Towards scaleable qubits using diamond nitrogen vacancy centres

This project involves coupling diamond colour centres in single crystal membranes to optical microcavities to build efficient interfaces between coherent spin states and an optical network. Work focuses on nitrogen-vacancy centres fabricated using both ion implantation and laser writing techniques.

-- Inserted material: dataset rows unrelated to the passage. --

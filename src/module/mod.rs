//! Module loading and deployment preconditions.
//!
//! A [`Module`] binds a name to its decoded metadata. Precondition checks
//! surface as warnings plus a boolean rather than typed errors: a refused
//! deployment is an answer for the user, not a programmer fault, and the
//! deploy engine turns a `false` into a user-readable abort.

mod config;

pub use config::{Conditions, DEFAULT_MODULE_TOML, Hooks, ModuleConfig, load_config};

use std::path::Path;

use crate::error::ConfigError;
use crate::exec;
use crate::logging::Logger;
use crate::state::State;

/// A loaded module: its name and validated configuration.
#[derive(Debug, Clone)]
pub struct Module {
    /// Module name; also its directory name under the dotfiles root.
    pub name: String,
    /// Validated metadata from `module.toml`.
    pub config: ModuleConfig,
}

impl Module {
    /// Load the named module's configuration.
    ///
    /// # Errors
    ///
    /// Returns [`ConfigError`] when the metadata is missing or invalid.
    pub fn load(dotfiles_dir: &Path, name: &str) -> Result<Self, ConfigError> {
        let config = load_config(dotfiles_dir, name)?;
        Ok(Self {
            name: name.to_string(),
            config,
        })
    }

    /// Return `true` if every precondition for deploying this module holds.
    ///
    /// Each failing group logs a warning naming what is missing.
    #[must_use]
    pub fn should_deploy(&self, state: &State, log: &Logger) -> bool {
        if let Err(missing) = self.check_binary_dependencies() {
            log.warn(&format!(
                "module {} has missing dependencies: [{}]",
                self.name,
                missing.join(", ")
            ));
            return false;
        }

        if let Err(missing) = self.check_module_dependencies(state) {
            log.warn(&format!(
                "module {} requires modules [{}] to be managed",
                self.name,
                missing.join(", ")
            ));
            return false;
        }

        if let Err(reason) = self.check_conditions() {
            log.warn(&format!("module {}: {reason}", self.name));
            return false;
        }

        true
    }

    /// Check that every binary dependency is discoverable in `PATH`.
    ///
    /// # Errors
    ///
    /// Returns the list of missing binaries.
    pub fn check_binary_dependencies(&self) -> Result<(), Vec<String>> {
        let missing: Vec<String> = self
            .config
            .dependencies
            .iter()
            .filter(|bin| !exec::which(bin))
            .cloned()
            .collect();

        if missing.is_empty() { Ok(()) } else { Err(missing) }
    }

    /// Check that every module dependency has a state record, whatever its
    /// own deploy status.
    ///
    /// # Errors
    ///
    /// Returns the list of unmanaged module names.
    pub fn check_module_dependencies(&self, state: &State) -> Result<(), Vec<String>> {
        let missing: Vec<String> = self
            .config
            .module_dependencies
            .iter()
            .filter(|dep| !state.modules.contains_key(*dep))
            .cloned()
            .collect();

        if missing.is_empty() { Ok(()) } else { Err(missing) }
    }

    /// Check the OS and environment conditions.
    ///
    /// # Errors
    ///
    /// Returns a human-readable reason for the first unmet condition.
    pub fn check_conditions(&self) -> Result<(), String> {
        let required_os = self.config.conditions.os.to_lowercase();
        if !required_os.is_empty() && required_os != std::env::consts::OS {
            return Err(format!("requires os to be {required_os}"));
        }

        for var in &self.config.conditions.env_required {
            if std::env::var_os(var).is_none() {
                return Err(format!("requires environment variable {var} to be set"));
            }
        }

        Ok(())
    }
}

Key novel questions that the student will address are:
1) To what extent can open cavity coupling enhance the coupling of coherent photons from a single NV centre to an optical network, given the restrictions placed on diamond membrane thickness by the permanent dipole of the NV centre?
2) To what extent can adaptive optics be used to improve the coupling of light into an open cavity?
3) Can a pre-aligned module be developed to eliminate unwanted degrees of freedom in the cryogenic environment and allow simultaneous coupling with an array of NV centres?

Year 1 of the project consists of setting up adaptive optics and addressing question 2. Year 2 will be focused on question 1 and year 3 on question 3. The student has full use of a dedicated custom-built optical microscope, complete with laser system and cryogenics.

The project interfaces closely with our EPSRC-funded work to develop diamond nodes for network-based quantum computers, in collaboration with researchers at the Universities of Warwick, Cambridge and Strathclyde.

EPSRC Themes: Quantum Technologies, Manufacturing the Future, Physical Sciences, ICT.